[Records for the task]

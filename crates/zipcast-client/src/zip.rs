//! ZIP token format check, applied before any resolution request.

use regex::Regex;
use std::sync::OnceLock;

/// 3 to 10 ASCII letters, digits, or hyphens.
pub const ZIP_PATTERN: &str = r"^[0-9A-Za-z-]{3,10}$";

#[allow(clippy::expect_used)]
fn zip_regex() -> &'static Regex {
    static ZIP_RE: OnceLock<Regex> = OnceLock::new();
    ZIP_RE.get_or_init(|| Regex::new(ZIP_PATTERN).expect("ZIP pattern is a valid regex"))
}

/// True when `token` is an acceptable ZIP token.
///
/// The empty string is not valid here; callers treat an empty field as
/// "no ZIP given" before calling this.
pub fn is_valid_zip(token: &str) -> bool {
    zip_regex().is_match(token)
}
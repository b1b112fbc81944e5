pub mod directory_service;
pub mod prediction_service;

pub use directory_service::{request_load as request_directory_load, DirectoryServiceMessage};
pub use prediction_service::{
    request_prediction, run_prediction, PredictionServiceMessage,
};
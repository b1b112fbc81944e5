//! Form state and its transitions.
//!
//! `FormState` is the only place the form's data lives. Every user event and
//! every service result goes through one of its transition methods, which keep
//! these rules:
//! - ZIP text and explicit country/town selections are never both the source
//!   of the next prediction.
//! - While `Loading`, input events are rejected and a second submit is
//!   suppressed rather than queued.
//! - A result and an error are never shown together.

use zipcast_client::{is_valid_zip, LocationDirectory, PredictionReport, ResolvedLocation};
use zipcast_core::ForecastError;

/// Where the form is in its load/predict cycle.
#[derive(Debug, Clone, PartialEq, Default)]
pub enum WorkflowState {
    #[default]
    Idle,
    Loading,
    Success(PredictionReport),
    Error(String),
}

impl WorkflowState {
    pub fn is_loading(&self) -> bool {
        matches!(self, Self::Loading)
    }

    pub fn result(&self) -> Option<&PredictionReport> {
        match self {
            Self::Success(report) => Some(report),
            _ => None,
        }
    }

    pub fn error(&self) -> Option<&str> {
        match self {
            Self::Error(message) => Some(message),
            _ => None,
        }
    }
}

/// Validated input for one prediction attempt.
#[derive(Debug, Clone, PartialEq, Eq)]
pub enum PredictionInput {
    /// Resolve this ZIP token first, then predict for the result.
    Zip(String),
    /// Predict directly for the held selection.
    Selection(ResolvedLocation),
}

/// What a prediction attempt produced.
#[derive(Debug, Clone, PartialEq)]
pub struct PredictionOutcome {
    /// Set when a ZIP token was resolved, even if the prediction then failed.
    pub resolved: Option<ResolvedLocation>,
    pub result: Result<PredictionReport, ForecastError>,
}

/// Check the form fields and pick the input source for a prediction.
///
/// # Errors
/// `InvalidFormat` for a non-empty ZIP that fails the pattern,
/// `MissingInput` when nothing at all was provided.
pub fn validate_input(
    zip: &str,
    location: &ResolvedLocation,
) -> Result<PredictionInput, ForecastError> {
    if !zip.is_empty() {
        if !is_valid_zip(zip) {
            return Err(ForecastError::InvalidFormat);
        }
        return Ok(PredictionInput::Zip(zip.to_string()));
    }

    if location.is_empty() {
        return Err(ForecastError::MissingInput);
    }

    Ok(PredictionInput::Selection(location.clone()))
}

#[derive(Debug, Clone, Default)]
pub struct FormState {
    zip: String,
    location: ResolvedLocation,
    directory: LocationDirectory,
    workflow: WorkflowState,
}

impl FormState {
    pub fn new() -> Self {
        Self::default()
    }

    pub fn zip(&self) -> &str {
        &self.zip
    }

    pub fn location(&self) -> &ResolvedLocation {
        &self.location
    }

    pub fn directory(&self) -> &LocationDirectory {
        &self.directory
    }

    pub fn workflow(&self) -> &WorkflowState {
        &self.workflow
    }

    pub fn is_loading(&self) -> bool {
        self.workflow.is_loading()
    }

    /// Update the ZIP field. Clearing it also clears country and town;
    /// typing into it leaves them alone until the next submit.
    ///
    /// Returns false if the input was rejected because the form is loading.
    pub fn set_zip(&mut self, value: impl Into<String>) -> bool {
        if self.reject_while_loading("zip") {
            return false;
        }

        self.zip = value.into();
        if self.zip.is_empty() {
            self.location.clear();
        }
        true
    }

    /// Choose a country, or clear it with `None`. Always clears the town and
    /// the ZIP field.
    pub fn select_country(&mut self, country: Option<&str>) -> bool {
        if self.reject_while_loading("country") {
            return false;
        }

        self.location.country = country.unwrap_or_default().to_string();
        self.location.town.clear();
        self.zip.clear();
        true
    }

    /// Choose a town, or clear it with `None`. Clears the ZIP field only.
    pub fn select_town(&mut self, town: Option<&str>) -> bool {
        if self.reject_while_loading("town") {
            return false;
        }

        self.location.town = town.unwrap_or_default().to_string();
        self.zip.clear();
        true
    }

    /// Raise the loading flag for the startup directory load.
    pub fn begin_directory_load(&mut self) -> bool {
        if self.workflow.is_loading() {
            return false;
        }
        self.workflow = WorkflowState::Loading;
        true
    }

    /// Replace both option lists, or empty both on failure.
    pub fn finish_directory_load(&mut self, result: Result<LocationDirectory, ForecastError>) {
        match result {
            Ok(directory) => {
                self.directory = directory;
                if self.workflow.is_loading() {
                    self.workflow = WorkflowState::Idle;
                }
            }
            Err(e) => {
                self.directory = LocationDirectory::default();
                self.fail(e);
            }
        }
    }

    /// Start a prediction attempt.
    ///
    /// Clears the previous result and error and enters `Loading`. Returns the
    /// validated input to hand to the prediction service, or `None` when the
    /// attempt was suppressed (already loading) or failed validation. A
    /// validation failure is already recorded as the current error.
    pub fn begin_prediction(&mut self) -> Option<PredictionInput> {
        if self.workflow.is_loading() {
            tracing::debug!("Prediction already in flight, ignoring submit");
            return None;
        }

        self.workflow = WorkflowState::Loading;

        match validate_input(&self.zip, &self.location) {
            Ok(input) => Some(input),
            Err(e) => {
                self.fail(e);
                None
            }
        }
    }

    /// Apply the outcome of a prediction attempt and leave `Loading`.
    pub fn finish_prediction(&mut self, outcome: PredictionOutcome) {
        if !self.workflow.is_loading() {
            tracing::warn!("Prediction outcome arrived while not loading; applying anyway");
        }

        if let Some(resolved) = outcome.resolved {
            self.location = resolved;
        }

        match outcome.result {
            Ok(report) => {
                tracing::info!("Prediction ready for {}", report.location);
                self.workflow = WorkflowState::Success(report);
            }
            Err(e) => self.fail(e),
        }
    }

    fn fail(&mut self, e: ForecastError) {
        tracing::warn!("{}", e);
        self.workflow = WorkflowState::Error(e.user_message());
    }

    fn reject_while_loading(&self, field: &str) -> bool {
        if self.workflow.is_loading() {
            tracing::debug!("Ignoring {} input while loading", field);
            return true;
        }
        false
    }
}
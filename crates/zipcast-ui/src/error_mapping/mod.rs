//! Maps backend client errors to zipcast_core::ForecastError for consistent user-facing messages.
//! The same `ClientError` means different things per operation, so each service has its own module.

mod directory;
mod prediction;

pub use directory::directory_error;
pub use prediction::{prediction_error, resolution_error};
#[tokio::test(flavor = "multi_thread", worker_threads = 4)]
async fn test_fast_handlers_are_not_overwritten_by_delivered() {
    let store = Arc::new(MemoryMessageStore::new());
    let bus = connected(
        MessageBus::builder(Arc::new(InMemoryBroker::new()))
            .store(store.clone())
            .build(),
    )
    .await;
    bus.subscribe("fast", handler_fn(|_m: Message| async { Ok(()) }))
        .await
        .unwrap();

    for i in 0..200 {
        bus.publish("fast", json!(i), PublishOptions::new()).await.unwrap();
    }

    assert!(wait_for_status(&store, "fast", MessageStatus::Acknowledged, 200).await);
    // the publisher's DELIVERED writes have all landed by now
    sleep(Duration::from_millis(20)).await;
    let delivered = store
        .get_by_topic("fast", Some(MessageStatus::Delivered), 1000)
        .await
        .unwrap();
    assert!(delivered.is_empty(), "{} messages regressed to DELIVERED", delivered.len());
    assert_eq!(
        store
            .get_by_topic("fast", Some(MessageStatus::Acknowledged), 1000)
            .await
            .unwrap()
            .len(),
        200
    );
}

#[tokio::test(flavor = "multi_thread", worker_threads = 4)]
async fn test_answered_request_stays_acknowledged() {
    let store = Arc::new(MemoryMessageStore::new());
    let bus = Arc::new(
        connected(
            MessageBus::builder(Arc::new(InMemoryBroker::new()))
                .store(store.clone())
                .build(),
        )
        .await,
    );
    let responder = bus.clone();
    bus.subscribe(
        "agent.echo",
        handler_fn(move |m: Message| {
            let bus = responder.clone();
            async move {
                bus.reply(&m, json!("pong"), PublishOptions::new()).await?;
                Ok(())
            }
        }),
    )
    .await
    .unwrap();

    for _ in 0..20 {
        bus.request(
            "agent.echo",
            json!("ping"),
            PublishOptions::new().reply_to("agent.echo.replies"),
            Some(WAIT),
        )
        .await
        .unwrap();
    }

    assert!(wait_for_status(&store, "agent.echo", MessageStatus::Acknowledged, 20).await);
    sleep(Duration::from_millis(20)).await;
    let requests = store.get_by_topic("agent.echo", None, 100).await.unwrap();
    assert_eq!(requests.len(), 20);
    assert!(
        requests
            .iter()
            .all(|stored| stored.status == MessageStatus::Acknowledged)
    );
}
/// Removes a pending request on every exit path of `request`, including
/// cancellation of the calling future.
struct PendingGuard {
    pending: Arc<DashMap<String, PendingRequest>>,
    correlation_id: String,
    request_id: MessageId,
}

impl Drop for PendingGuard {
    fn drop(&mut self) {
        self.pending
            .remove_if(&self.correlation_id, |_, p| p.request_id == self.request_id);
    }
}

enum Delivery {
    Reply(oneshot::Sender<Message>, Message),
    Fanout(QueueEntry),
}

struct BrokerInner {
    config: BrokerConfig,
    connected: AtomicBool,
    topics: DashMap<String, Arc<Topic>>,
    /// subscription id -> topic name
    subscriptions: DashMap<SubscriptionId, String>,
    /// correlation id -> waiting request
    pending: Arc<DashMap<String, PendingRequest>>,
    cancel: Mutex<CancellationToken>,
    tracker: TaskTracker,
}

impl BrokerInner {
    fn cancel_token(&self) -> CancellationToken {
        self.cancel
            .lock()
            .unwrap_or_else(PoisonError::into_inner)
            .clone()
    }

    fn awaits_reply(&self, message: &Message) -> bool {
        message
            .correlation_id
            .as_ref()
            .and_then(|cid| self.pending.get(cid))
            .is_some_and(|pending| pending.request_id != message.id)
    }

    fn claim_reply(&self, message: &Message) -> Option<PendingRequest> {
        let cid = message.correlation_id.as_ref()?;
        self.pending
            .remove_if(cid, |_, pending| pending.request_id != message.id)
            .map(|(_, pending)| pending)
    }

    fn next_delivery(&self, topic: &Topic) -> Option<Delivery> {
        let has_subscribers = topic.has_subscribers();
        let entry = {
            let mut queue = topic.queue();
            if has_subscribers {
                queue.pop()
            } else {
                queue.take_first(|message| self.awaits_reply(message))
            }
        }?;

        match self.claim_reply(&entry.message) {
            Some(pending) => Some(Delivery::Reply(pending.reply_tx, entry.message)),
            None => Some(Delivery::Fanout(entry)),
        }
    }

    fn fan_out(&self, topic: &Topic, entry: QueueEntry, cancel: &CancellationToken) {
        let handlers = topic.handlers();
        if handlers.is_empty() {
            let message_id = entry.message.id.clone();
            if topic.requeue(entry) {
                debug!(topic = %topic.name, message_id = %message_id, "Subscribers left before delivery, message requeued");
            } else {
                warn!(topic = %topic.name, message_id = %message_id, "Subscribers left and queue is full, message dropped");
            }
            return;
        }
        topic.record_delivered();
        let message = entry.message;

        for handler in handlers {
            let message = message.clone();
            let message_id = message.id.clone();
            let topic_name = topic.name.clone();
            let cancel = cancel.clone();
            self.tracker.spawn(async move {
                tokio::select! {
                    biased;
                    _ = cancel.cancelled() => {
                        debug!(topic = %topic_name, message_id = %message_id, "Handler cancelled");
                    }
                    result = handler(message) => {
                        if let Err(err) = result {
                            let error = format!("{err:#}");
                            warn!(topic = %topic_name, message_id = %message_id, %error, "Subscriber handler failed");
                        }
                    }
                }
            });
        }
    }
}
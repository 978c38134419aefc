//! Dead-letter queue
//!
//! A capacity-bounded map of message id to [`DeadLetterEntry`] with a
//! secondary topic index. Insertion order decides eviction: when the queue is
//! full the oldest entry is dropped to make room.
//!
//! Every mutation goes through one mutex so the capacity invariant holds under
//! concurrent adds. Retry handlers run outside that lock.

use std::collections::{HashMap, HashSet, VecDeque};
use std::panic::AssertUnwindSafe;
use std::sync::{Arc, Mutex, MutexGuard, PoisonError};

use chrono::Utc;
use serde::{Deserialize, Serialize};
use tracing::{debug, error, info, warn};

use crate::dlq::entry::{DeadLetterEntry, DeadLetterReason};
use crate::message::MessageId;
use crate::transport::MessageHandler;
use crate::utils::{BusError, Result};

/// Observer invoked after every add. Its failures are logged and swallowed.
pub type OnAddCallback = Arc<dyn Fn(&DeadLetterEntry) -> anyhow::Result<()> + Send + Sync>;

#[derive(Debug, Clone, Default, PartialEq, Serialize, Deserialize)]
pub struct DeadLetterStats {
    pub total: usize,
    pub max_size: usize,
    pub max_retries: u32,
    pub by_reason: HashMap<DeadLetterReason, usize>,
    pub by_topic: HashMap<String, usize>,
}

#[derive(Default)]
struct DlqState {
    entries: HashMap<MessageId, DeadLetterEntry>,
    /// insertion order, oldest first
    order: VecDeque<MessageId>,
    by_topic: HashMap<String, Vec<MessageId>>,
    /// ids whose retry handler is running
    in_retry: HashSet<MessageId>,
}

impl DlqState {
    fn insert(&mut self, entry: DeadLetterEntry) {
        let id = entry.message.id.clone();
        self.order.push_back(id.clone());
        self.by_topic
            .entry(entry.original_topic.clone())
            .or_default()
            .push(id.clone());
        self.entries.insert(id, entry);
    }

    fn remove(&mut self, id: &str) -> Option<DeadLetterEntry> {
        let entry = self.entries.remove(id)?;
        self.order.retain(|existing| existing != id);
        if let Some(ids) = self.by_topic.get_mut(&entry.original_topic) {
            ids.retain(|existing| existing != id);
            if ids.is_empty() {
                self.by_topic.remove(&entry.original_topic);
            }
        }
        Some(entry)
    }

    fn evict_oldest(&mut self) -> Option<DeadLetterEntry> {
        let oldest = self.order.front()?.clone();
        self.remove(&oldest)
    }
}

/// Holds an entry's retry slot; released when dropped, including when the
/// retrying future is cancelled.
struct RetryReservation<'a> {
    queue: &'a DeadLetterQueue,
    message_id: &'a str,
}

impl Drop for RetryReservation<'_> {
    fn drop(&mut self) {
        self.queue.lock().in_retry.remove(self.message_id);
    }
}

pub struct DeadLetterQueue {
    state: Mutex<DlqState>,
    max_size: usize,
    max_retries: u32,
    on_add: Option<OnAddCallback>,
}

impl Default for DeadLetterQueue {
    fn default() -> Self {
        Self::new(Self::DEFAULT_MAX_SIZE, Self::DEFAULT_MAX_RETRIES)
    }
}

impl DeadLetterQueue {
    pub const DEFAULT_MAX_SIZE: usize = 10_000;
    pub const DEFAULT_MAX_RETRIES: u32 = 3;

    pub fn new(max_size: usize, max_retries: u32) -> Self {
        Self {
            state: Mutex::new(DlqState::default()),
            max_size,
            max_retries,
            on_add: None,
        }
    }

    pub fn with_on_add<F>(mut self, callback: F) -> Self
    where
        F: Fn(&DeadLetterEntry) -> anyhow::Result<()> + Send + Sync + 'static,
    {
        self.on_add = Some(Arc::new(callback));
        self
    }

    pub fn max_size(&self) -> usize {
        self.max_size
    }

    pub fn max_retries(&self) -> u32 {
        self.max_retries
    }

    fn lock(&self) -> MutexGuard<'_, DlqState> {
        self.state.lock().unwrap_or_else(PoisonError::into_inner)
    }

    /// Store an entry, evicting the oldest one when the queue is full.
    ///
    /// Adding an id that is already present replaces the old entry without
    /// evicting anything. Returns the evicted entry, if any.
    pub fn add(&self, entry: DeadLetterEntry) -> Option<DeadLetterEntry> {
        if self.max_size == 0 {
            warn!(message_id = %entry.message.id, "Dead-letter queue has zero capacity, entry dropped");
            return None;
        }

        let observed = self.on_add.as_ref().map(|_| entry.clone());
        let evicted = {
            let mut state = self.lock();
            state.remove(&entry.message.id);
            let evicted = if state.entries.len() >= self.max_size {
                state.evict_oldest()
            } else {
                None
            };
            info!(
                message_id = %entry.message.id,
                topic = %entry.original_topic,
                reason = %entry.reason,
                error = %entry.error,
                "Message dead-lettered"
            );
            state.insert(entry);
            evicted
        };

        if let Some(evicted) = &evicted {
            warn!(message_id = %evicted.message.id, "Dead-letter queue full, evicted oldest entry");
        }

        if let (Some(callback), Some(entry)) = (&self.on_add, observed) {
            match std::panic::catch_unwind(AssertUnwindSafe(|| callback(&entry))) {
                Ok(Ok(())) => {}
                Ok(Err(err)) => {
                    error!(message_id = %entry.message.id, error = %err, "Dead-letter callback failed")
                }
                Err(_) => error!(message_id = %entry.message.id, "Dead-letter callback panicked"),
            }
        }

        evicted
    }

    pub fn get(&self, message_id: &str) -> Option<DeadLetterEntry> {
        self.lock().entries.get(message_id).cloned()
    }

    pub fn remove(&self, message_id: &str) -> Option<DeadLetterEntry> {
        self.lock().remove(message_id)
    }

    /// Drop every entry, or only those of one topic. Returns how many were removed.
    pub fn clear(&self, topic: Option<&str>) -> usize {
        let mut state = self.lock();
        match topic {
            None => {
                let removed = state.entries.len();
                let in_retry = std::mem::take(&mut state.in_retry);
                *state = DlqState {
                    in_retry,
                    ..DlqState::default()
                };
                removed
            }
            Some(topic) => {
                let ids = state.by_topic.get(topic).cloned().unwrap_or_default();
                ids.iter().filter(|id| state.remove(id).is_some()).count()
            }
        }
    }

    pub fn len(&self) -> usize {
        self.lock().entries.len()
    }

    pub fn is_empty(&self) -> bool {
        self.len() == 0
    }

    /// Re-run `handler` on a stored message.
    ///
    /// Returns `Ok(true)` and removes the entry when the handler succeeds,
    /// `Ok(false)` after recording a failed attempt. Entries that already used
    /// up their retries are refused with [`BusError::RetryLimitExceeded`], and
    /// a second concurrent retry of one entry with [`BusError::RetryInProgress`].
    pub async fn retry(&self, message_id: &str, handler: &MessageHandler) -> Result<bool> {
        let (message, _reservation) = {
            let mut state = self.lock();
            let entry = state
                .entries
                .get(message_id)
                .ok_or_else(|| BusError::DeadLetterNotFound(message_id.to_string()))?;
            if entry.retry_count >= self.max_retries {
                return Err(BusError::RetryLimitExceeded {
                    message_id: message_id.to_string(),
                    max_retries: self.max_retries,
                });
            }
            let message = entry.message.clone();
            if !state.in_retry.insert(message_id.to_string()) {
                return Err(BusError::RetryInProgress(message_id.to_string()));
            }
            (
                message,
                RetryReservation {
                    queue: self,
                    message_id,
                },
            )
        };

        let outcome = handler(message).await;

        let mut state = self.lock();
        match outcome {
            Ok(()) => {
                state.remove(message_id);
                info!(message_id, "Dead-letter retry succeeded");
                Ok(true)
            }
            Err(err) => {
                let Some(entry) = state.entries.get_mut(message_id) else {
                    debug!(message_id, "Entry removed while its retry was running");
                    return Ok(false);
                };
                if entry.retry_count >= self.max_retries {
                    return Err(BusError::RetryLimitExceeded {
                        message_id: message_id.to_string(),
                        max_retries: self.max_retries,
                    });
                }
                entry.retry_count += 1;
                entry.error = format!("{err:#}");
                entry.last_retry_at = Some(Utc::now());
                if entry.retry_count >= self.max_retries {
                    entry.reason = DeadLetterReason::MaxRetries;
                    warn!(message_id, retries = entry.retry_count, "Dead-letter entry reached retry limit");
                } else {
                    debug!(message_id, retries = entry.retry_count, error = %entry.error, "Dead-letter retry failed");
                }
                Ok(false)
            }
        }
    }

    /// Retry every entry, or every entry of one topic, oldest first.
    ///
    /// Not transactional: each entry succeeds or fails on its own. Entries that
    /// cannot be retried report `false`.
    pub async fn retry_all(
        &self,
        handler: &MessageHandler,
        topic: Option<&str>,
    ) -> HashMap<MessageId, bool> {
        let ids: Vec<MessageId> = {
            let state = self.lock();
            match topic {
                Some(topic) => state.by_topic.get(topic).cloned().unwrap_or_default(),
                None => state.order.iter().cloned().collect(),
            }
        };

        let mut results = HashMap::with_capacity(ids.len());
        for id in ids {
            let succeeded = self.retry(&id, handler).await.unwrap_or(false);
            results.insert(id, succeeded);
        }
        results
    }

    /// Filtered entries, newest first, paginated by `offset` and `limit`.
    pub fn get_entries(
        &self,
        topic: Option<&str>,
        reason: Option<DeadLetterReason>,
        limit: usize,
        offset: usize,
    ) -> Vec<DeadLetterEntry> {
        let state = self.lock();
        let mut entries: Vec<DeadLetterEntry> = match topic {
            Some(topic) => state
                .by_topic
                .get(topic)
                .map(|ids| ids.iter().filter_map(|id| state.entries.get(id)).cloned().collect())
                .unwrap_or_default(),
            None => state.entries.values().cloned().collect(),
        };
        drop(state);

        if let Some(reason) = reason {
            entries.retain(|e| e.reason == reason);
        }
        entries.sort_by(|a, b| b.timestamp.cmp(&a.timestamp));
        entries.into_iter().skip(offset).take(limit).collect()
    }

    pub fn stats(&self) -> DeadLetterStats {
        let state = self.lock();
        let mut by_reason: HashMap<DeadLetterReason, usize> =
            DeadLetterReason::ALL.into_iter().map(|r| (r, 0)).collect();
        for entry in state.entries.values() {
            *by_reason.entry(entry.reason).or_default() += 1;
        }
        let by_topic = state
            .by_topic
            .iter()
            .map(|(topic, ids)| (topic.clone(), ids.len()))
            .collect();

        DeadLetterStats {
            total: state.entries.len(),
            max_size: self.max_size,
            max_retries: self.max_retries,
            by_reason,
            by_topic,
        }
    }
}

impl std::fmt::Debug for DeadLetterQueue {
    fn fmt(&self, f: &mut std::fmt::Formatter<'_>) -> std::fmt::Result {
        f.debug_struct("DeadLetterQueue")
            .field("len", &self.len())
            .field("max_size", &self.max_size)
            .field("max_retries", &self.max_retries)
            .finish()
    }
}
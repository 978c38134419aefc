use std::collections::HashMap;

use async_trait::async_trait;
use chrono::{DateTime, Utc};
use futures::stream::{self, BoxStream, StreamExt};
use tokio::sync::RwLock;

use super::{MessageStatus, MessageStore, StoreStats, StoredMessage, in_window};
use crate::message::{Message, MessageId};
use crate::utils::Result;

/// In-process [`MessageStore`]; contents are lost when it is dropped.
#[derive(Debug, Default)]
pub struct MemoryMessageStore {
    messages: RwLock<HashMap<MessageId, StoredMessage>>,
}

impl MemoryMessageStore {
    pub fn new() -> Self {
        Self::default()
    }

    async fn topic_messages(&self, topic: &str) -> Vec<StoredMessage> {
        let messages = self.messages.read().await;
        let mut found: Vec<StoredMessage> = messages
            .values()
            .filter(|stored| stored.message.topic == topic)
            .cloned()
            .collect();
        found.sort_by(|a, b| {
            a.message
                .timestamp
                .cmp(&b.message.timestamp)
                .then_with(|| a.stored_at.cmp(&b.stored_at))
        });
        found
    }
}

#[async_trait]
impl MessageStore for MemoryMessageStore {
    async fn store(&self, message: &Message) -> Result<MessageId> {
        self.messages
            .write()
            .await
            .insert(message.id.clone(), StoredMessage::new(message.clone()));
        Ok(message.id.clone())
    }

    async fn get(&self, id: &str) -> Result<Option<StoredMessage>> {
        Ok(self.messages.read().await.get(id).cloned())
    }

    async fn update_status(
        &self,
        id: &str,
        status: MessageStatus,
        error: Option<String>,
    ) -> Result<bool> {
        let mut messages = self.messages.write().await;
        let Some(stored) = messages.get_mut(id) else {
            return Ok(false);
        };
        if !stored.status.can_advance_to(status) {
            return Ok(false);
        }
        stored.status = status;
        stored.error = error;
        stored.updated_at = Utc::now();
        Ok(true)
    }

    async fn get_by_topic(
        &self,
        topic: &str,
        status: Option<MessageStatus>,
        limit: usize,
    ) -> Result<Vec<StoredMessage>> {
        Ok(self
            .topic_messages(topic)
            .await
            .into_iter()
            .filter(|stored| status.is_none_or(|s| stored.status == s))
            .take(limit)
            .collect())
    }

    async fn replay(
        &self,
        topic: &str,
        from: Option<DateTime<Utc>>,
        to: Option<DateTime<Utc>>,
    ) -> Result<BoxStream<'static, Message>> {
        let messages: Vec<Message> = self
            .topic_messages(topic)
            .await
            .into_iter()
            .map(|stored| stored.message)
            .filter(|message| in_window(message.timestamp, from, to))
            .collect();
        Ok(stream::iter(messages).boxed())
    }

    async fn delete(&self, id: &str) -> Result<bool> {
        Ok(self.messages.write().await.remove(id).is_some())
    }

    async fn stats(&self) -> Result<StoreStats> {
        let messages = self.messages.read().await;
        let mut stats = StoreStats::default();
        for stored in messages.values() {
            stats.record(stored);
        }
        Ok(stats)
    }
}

[/Records for the task]

Starting with the line that contains "Ok(self.messages.write().await.remove(id).is_some())", return each line through the last one of the data above, exactly as written and nothing more.

        Ok(self.messages.write().await.remove(id).is_some())
    }

    async fn stats(&self) -> Result<StoreStats> {
        let messages = self.messages.read().await;
        let mut stats = StoreStats::default();
        for stored in messages.values() {
            stats.record(stored);
        }
        Ok(stats)
    }
}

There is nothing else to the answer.